## [Problem to solve]
Lift out each line of the data that holds "bytes".

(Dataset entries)
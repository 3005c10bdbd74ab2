//! Policy battery configuration.

use std::path::PathBuf;

use serde::{Deserialize, Serialize};

/// Well-known locations of the Debian weak-key database.
pub const DEFAULT_BLOCKLIST_PATHS: [&str; 3] = [
    "/usr/share/openssl-blacklist",
    "/usr/share/openssl-blacklist-blacklist",
    "/usr/share/openssl-blacklist/blacklist.RSA-2048",
];

/// Days before `notAfter` at which the expiry check starts warning.
pub const DEFAULT_EXPIRY_WARNING_DAYS: i64 = 15;

/// Where to look for the weak-key blocklist.
#[derive(Debug, Clone, PartialEq, Eq, Serialize, Deserialize)]
#[serde(default)]
pub struct BlocklistConfig {
    /// Probed before `search_paths`
    pub override_path: Option<PathBuf>,
    pub search_paths: Vec<PathBuf>,
}

impl Default for BlocklistConfig {
    fn default() -> Self {
        Self {
            override_path: None,
            search_paths: DEFAULT_BLOCKLIST_PATHS.iter().map(PathBuf::from).collect(),
        }
    }
}

impl BlocklistConfig {
    /// Config that only looks at `path`.
    #[must_use]
    pub fn only(path: impl Into<PathBuf>) -> Self {
        Self {
            override_path: Some(path.into()),
            search_paths: Vec::new(),
        }
    }

    /// Candidate paths in probe order.
    pub fn candidates(&self) -> impl Iterator<Item = &PathBuf> {
        self.override_path.iter().chain(self.search_paths.iter())
    }
}

/// Tunables of the policy check battery.
#[derive(Debug, Clone, PartialEq, Eq, Serialize, Deserialize)]
#[serde(default)]
pub struct PolicyConfig {
    pub blocklist: BlocklistConfig,
    pub expiry_warning_days: i64,
}

impl Default for PolicyConfig {
    fn default() -> Self {
        Self {
            blocklist: BlocklistConfig::default(),
            expiry_warning_days: DEFAULT_EXPIRY_WARNING_DAYS,
        }
    }
}
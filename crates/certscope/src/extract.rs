//! Field extractors: pure transforms from a [`StructuredObject`] to the
//! display values of a [`DecodedObject`](certscope_core::DecodedObject).
//!
//! None of these fail. Anything that cannot be computed becomes
//! [`SENTINEL`].

use certscope_core::{ExtensionSummary, NameMap, PublicKeySummary, Validity, SENTINEL};
use tracing::debug;

use crate::hash::sha1_thumbprint;
use crate::structure::{DistinguishedName, PublicKey, StructuredObject};

/// `attr=value, attr=value` in RDN order, or [`SENTINEL`] for an empty name.
#[must_use]
pub fn format_name(name: &DistinguishedName) -> String {
    if name.components.is_empty() {
        return SENTINEL.to_string();
    }
    name.components
        .iter()
        .map(|(attr, value)| format!("{attr}={value}"))
        .collect::<Vec<_>>()
        .join(", ")
}

/// Ordered attribute map; the first occurrence of a repeated attribute wins.
#[must_use]
pub fn name_map(name: &DistinguishedName) -> NameMap {
    let mut map = NameMap::new();
    for (attr, value) in &name.components {
        map.entry(attr.clone()).or_insert_with(|| value.clone());
    }
    map
}

#[must_use]
pub fn public_key_summary(key: &PublicKey) -> PublicKeySummary {
    let size_or_curve = match key.key_size() {
        Ok(bits) => bits.to_string(),
        Err(e) => {
            debug!(error = %e, "key size unavailable");
            SENTINEL.to_string()
        }
    };

    let algorithm = match key {
        PublicKey::Ec(ec) => format!("EC ({})", ec.curve.name().unwrap_or(SENTINEL)),
        PublicKey::Rsa(_) | PublicKey::Dsa(_) | PublicKey::Other(_) => {
            key.algorithm_name().to_string()
        }
    };

    PublicKeySummary {
        algorithm,
        size_or_curve,
    }
}

/// `<algorithm> (<hash>)`, whichever side resolves, or `-`.
#[must_use]
pub fn signature_summary(obj: &StructuredObject) -> String {
    let alg = &obj.signature_algorithm;
    match (alg.name.as_deref(), alg.hash) {
        (Some(name), Some(hash)) => format!("{name} ({hash})"),
        (Some(name), None) => name.to_string(),
        (None, Some(hash)) => hash.name().to_string(),
        (None, None) => SENTINEL.to_string(),
    }
}

/// SHA-1 thumbprint of a certificate, `None` for a CSR.
#[must_use]
pub fn thumbprint(obj: &StructuredObject) -> Option<String> {
    if !obj.is_certificate() {
        return None;
    }
    if obj.der.is_empty() {
        return Some(SENTINEL.to_string());
    }
    Some(sha1_thumbprint(&obj.der))
}

/// `0x` + upper-case hex without leading zero bytes (`0x0` for zero).
#[must_use]
pub fn serial_hex(serial: &[u8]) -> String {
    let significant = serial
        .iter()
        .position(|&b| b != 0)
        .map_or(&[][..], |start| &serial[start..]);

    if significant.is_empty() {
        return "0x0".to_string();
    }
    let hex = hex::encode_upper(significant);
    format!("0x{}", hex.trim_start_matches('0'))
}

#[must_use]
pub const fn validity(obj: &StructuredObject) -> Option<Validity> {
    obj.validity
}

#[must_use]
pub fn extension_summaries(obj: &StructuredObject) -> Vec<ExtensionSummary> {
    obj.extensions.clone()
}

#[cfg(test)]
mod tests {
    use super::*;
    use crate::structure::{Curve, EcKey, NamedCurve, OtherKey, RsaKey};

    fn dn(parts: &[(&str, &str)]) -> DistinguishedName {
        DistinguishedName {
            components: parts
                .iter()
                .map(|(a, v)| ((*a).to_string(), (*v).to_string()))
                .collect(),
            raw: Vec::new(),
        }
    }

    #[test]
    fn name_keeps_rdn_order() {
        let name = dn(&[
            ("organizationalUnitName", "PKI"),
            ("commonName", "b.example"),
            ("organizationalUnitName", "Ops"),
        ]);
        assert_eq!(
            format_name(&name),
            "organizationalUnitName=PKI, commonName=b.example, organizationalUnitName=Ops"
        );

        let map = name_map(&name);
        assert_eq!(map.len(), 2);
        assert_eq!(map["organizationalUnitName"], "PKI");
        assert_eq!(map.get_index(0).map(|(k, _)| k.as_str()), Some("organizationalUnitName"));
    }

    #[test]
    fn empty_name_is_sentinel() {
        let empty = dn(&[]);
        assert_eq!(format_name(&empty), SENTINEL);
        assert!(name_map(&empty).is_empty());
    }

    #[test]
    fn serial_formatting() {
        assert_eq!(serial_hex(&[0x00, 0x1A, 0x2B]), "0x1A2B");
        assert_eq!(serial_hex(&[0x01]), "0x1");
        assert_eq!(serial_hex(&[0x00]), "0x0");
        assert_eq!(serial_hex(&[]), "0x0");
        assert_eq!(serial_hex(&[0x0F, 0x00]), "0xF00");
    }

    #[test]
    fn key_summaries() {
        let ec = PublicKey::Ec(EcKey {
            curve: Curve::Named(NamedCurve::Secp256r1),
            point: Vec::new(),
        });
        let summary = public_key_summary(&ec);
        assert_eq!(summary.algorithm, "EC (secp256r1)");
        assert_eq!(summary.size_or_curve, "256");

        let broken_rsa = public_key_summary(&PublicKey::Rsa(RsaKey::default()));
        assert_eq!(broken_rsa.algorithm, "RSA");
        assert_eq!(broken_rsa.size_or_curve, SENTINEL);

        let ed = public_key_summary(&PublicKey::Other(OtherKey {
            oid: "1.3.101.112".into(),
            name: "Ed25519".into(),
        }));
        assert_eq!(ed.algorithm, "Ed25519");
        assert_eq!(ed.size_or_curve, SENTINEL);
    }
}
//! Flat `Section;Field;Value` export.

use anyhow::Result;
use certscope::DecodedObject;

/// Rows in section order: Checks, Subject, Issuer (certificates only),
/// Properties.
pub fn csv_rows(decoded: &DecodedObject) -> Vec<[String; 3]> {
    let mut rows = Vec::new();

    for check in &decoded.checks {
        rows.push([
            "Checks".to_string(),
            check.name.clone(),
            format!("{} - {}", check.status.label(), check.message),
        ]);
    }
    for (attr, value) in &decoded.subject {
        rows.push(["Subject".to_string(), attr.clone(), value.clone()]);
    }
    if let Some(issuer) = &decoded.issuer {
        for (attr, value) in issuer {
            rows.push(["Issuer".to_string(), attr.clone(), value.clone()]);
        }
    }
    for (field, value) in decoded.properties() {
        rows.push(["Properties".to_string(), field.to_string(), value]);
    }

    rows
}

pub fn to_csv(decoded: &DecodedObject) -> Result<String> {
    let mut writer = csv::WriterBuilder::new()
        .delimiter(b';')
        .from_writer(Vec::new());

    writer.write_record(["Section", "Field", "Value"])?;
    for row in csv_rows(decoded) {
        writer.write_record(&row)?;
    }

    let bytes = writer.into_inner().map_err(|e| anyhow::anyhow!("{e}"))?;
    Ok(String::from_utf8(bytes)?)
}
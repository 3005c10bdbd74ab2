//! Table rendering for terminals.

use std::fmt::Write as _;

use certscope::{CheckLevel, CheckResult, DecodedObject, NameMap};
use colored::{ColoredString, Colorize};
use tabled::{settings::Style, Table, Tabled};

#[derive(Tabled)]
struct FieldRow {
    #[tabled(rename = "Field")]
    field: String,
    #[tabled(rename = "Value")]
    value: String,
}

#[derive(Tabled)]
struct CheckRow {
    #[tabled(rename = "Check")]
    name: String,
    #[tabled(rename = "Status")]
    status: String,
    #[tabled(rename = "Message")]
    message: String,
}

#[derive(Tabled)]
struct ExtensionRow {
    #[tabled(rename = "Extension")]
    name: String,
    #[tabled(rename = "Critical")]
    critical: String,
    #[tabled(rename = "Value")]
    value: String,
}

pub fn render(decoded: &DecodedObject, verbose: bool) -> String {
    let mut out = String::new();

    let mut header = format!("{} ({})", decoded.kind, decoded.encoding);
    if let Some(source) = &decoded.source {
        let _ = write!(header, " {source}");
    }
    let _ = writeln!(out, "{}", header.cyan().bold());
    out.push('\n');

    let properties: Vec<FieldRow> = decoded
        .properties()
        .into_iter()
        .map(|(field, value)| FieldRow {
            field: field.to_string(),
            value,
        })
        .collect();
    section(&mut out, "Properties", &properties);

    section(&mut out, "Subject", &name_rows(&decoded.subject));
    if let Some(issuer) = &decoded.issuer {
        section(&mut out, "Issuer", &name_rows(issuer));
    }

    if !decoded.extensions.is_empty() {
        let rows: Vec<ExtensionRow> = decoded
            .extensions
            .iter()
            .map(|ext| ExtensionRow {
                name: ext.name.clone(),
                critical: if ext.critical { "yes" } else { "no" }.to_string(),
                value: ext.value.clone(),
            })
            .collect();
        section(&mut out, "Extensions", &rows);
    }

    let checks: Vec<CheckRow> = decoded
        .checks
        .iter()
        .map(|check| CheckRow {
            name: check.name.clone(),
            status: paint(check).to_string(),
            message: match (&check.detail, verbose) {
                (Some(detail), true) => format!("{}\n{}", check.message, detail.dimmed()),
                _ => check.message.clone(),
            },
        })
        .collect();
    section(&mut out, "Checks", &checks);

    out
}

fn section<T: Tabled>(out: &mut String, title: &str, rows: &[T]) {
    let _ = writeln!(out, "{}", title.bold().underline());
    let table = Table::new(rows).with(Style::rounded()).to_string();
    let _ = writeln!(out, "{table}");
    out.push('\n');
}

fn name_rows(name: &NameMap) -> Vec<FieldRow> {
    name.iter()
        .map(|(attr, value)| FieldRow {
            field: attr.clone(),
            value: value.clone(),
        })
        .collect()
}

fn paint(check: &CheckResult) -> ColoredString {
    let label = check.status.label();
    match check.status.level() {
        CheckLevel::Ok => label.green().bold(),
        CheckLevel::Warn => label.yellow().bold(),
        CheckLevel::Fail => label.red().bold(),
        CheckLevel::Na => label.dimmed(),
    }
}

## [Exercise response]
/// `0x` + upper-case hex without leading zero bytes (`0x0` for zero).
    let bytes = writer.into_inner().map_err(|e| anyhow::anyhow!("{e}"))?;
    Ok(String::from_utf8(bytes)?)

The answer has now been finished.